Of course, when she made calls back with her desk or cell phone, Caller ID
would display a number that was different from the main number of the clinic,
and most patients would’t answer, even though they were expecting a call
they’d requested. I finally built her an app that would dial the phone and
spoof the Caller ID with the clinic’s main number. (This was also helpful
because my wife was not the only on-call doctor, so a direct line to her was
only occasionally the correct number to dial after-hours. The best move for
patients was to always dial the main office number.)

------
gregmac
I was just reviewing my call detail records on my "home" number yesterday, and
realizing that the vast majority are spam - we pretty much don't answer that
phone. This got me thinking about alternatives to even ringing for any
unrecognised numbers, such as an IVR menu that said something like "Hi, we're
screening spam, press 4 2 if you're a real person". I'm not sure how that'd be
accepted by, for example, the dentist office though.
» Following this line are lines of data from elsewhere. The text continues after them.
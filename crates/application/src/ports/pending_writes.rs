//! Port for deferred writes
//!
//! When the relational store is unreachable a write is captured as a
//! [`PendingWrite`] and stashed; the sweeper later lists, loads, replays and
//! removes them.

use std::fmt;

use async_trait::async_trait;
use chrono::NaiveDateTime;
use domain::value_objects::Record;
#[cfg(test)]
use mockall::automock;
use serde::{Deserialize, Serialize};

use super::table_store::StoreTarget;
use crate::error::ApplicationError;

/// A write operation with everything needed to run it later
#[derive(Debug, Clone, PartialEq, Serialize, Deserialize)]
#[serde(tag = "txn_type", content = "kwargs", rename_all = "snake_case")]
pub enum WriteOp {
    Insert {
        table: String,
        rows: Vec<Record>,
    },
    Update {
        table: String,
        rows: Vec<Record>,
        key_columns: Vec<String>,
    },
    InsertUpdate {
        table: String,
        rows: Vec<Record>,
        key_columns: Vec<String>,
    },
    Delete {
        table: String,
        condition: Record,
    },
}

impl WriteOp {
    #[must_use]
    pub fn table(&self) -> &str {
        match self {
            Self::Insert { table, .. }
            | Self::Update { table, .. }
            | Self::InsertUpdate { table, .. }
            | Self::Delete { table, .. } => table,
        }
    }

    /// Short label for logs
    #[must_use]
    pub const fn kind(&self) -> &'static str {
        match self {
            Self::Insert { .. } => "insert",
            Self::Update { .. } => "update",
            Self::InsertUpdate { .. } => "insert_update",
            Self::Delete { .. } => "delete",
        }
    }
}

/// A write that could not be applied when it was issued
#[derive(Debug, Clone, PartialEq, Serialize, Deserialize)]
pub struct PendingWrite {
    pub op: WriteOp,
    pub target: StoreTarget,
    pub created_at: NaiveDateTime,
}

/// Opaque handle of a stashed write
#[derive(Debug, Clone, PartialEq, Eq, Hash, PartialOrd, Ord, Serialize, Deserialize)]
pub struct PendingWriteId(String);

impl PendingWriteId {
    pub fn new(id: impl Into<String>) -> Self {
        Self(id.into())
    }

    #[must_use]
    pub fn as_str(&self) -> &str {
        &self.0
    }
}

impl fmt::Display for PendingWriteId {
    fn fmt(&self, f: &mut fmt::Formatter<'_>) -> fmt::Result {
        f.write_str(&self.0)
    }
}

#[cfg_attr(test, automock)]
#[async_trait]
pub trait PendingWriteStorePort: Send + Sync {
    /// Persist a write durably and return its handle
    async fn stash(&self, write: &PendingWrite) -> Result<PendingWriteId, ApplicationError>;

    /// Handles of every stashed write, oldest first
    async fn list(&self) -> Result<Vec<PendingWriteId>, ApplicationError>;

    /// Read a stashed write; a corrupt entry yields `Serialization`
    async fn load(&self, id: &PendingWriteId) -> Result<PendingWrite, ApplicationError>;

    async fn remove(&self, id: &PendingWriteId) -> Result<(), ApplicationError>;

    /// Set an unreadable entry aside so it is no longer listed
    async fn quarantine(&self, id: &PendingWriteId) -> Result<(), ApplicationError>;
}
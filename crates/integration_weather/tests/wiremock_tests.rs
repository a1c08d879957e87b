//! Integration tests for the weather and location clients using wiremock

use integration_weather::{
    IpinfoClient, IpinfoCredentials, LocationClient, LocationConfig, OpenWeatherClient,
    OpenWeatherCredentials, WeatherClient, WeatherConfig, WeatherError,
};
use wiremock::{
    Mock, MockServer, ResponseTemplate,
    matchers::{method, path, query_param},
};

fn weather_client(mock_server: &MockServer) -> OpenWeatherClient {
    let config = WeatherConfig {
        base_url: mock_server.uri(),
        timeout_secs: 5,
        ..WeatherConfig::default()
    };
    #[allow(clippy::expect_used)]
    OpenWeatherClient::new(config).expect("Failed to create client")
}

fn location_client(mock_server: &MockServer) -> IpinfoClient {
    let config = LocationConfig {
        base_url: mock_server.uri(),
        timeout_secs: 5,
    };
    #[allow(clippy::expect_used)]
    IpinfoClient::new(config).expect("Failed to create client")
}

fn key() -> OpenWeatherCredentials {
    OpenWeatherCredentials {
        api_key: "owm-key".into(),
    }
}

fn one_call_body() -> serde_json::Value {
    serde_json::json!({
        "lat": 41.85,
        "lon": -87.65,
        "timezone": "America/Chicago",
        "timezone_offset": -18000,
        "current": {
            "dt": 1_717_243_200,
            "sunrise": 1_717_237_000,
            "sunset": 1_717_291_000,
            "temp": 71.6,
            "humidity": 40,
            "weather": [{"id": 500, "main": "Rain", "description": "light rain", "icon": "10d"}]
        },
        "daily": [
            {
                "dt": 1_717_261_200,
                "temp": {"day": 75.0, "min": 58.4, "max": 77.6},
                "weather": [{"id": 800, "main": "Clear", "description": "clear sky", "icon": "01d"}]
            }
        ]
    })
}

#[tokio::test]
async fn test_one_call_success() {
    let mock_server = MockServer::start().await;
    Mock::given(method("GET"))
        .and(path("/onecall"))
        .and(query_param("appid", "owm-key"))
        .and(query_param("units", "imperial"))
        .and(query_param("lat", "41.85"))
        .respond_with(ResponseTemplate::new(200).set_body_json(one_call_body()))
        .mount(&mock_server)
        .await;

    let call = weather_client(&mock_server)
        .one_call(&key(), 41.85, -87.65)
        .await
        .unwrap();
    assert_eq!(call.timezone_offset, -18000);
    assert!((call.current.temp - 71.6).abs() < f64::EPSILON);
    assert_eq!(call.current.primary().unwrap().description, "light rain");
    assert_eq!(call.daily.len(), 1);
    assert!((call.daily[0].temp.max - 77.6).abs() < f64::EPSILON);
}

#[tokio::test]
async fn test_one_call_rejected_key() {
    let mock_server = MockServer::start().await;
    Mock::given(method("GET"))
        .and(path("/onecall"))
        .respond_with(ResponseTemplate::new(401).set_body_json(serde_json::json!({
            "cod": 401,
            "message": "Invalid API key."
        })))
        .mount(&mock_server)
        .await;

    let err = weather_client(&mock_server)
        .one_call(&key(), 41.85, -87.65)
        .await
        .unwrap_err();
    assert!(matches!(err, WeatherError::Unauthorized(ref body) if body.contains("Invalid API key")));
}

#[tokio::test]
async fn test_one_call_rate_limited() {
    let mock_server = MockServer::start().await;
    Mock::given(method("GET"))
        .and(path("/onecall"))
        .respond_with(ResponseTemplate::new(429))
        .mount(&mock_server)
        .await;

    let err = weather_client(&mock_server)
        .one_call(&key(), 41.85, -87.65)
        .await
        .unwrap_err();
    assert!(matches!(err, WeatherError::RateLimitExceeded));
}

#[tokio::test]
async fn test_one_call_out_of_range_is_not_sent() {
    let mock_server = MockServer::start().await;
    Mock::given(method("GET"))
        .respond_with(ResponseTemplate::new(200).set_body_json(one_call_body()))
        .expect(0)
        .mount(&mock_server)
        .await;

    let err = weather_client(&mock_server)
        .one_call(&key(), 123.0, -87.65)
        .await
        .unwrap_err();
    assert!(matches!(err, WeatherError::InvalidCoordinates));
}

#[tokio::test]
async fn test_one_call_garbage_body() {
    let mock_server = MockServer::start().await;
    Mock::given(method("GET"))
        .and(path("/onecall"))
        .respond_with(ResponseTemplate::new(200).set_body_string("<html>maintenance</html>"))
        .mount(&mock_server)
        .await;

    let err = weather_client(&mock_server)
        .one_call(&key(), 41.85, -87.65)
        .await
        .unwrap_err();
    assert!(matches!(err, WeatherError::ParseError(_)));
}

#[tokio::test]
async fn test_own_details_success() {
    let mock_server = MockServer::start().await;
    Mock::given(method("GET"))
        .and(path("/json"))
        .and(query_param("token", "ipinfo-token"))
        .respond_with(ResponseTemplate::new(200).set_body_json(serde_json::json!({
            "ip": "203.0.113.7",
            "city": "Chicago",
            "region": "Illinois",
            "country": "US",
            "loc": "41.8500,-87.6500",
            "org": "AS7922 Comcast Cable Communications, LLC",
            "postal": "60601",
            "timezone": "America/Chicago"
        })))
        .mount(&mock_server)
        .await;

    let details = location_client(&mock_server)
        .own_details(&IpinfoCredentials {
            token: "ipinfo-token".into(),
        })
        .await
        .unwrap();
    assert_eq!(details.city.as_deref(), Some("Chicago"));
    assert_eq!(details.coordinates(), Some((41.85, -87.65)));
    assert!(details.hostname.is_none());
}

#[tokio::test]
async fn test_own_details_bad_token() {
    let mock_server = MockServer::start().await;
    Mock::given(method("GET"))
        .and(path("/json"))
        .respond_with(ResponseTemplate::new(403).set_body_string("Forbidden"))
        .mount(&mock_server)
        .await;

    let err = location_client(&mock_server)
        .own_details(&IpinfoCredentials {
            token: "wrong".into(),
        })
        .await
        .unwrap_err();
    assert!(matches!(err, WeatherError::Unauthorized(_)));
}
Has anyone set something
like that up?

I really hope Twilio is successful with this - it would definitely help, so
long as there's a way to avoid abuse.

Just in case someone asks why I still have a "landline": it's VoIP, and I
maintain it for basically two reasons:

* We use our VoIP number anytime we have to give a number out as part of signing up for something, rather than cell numbers

* It typically costs me under $25/year, which is actually mostly the 911 fee (oh, and it's an extra way to call 911, if we need to)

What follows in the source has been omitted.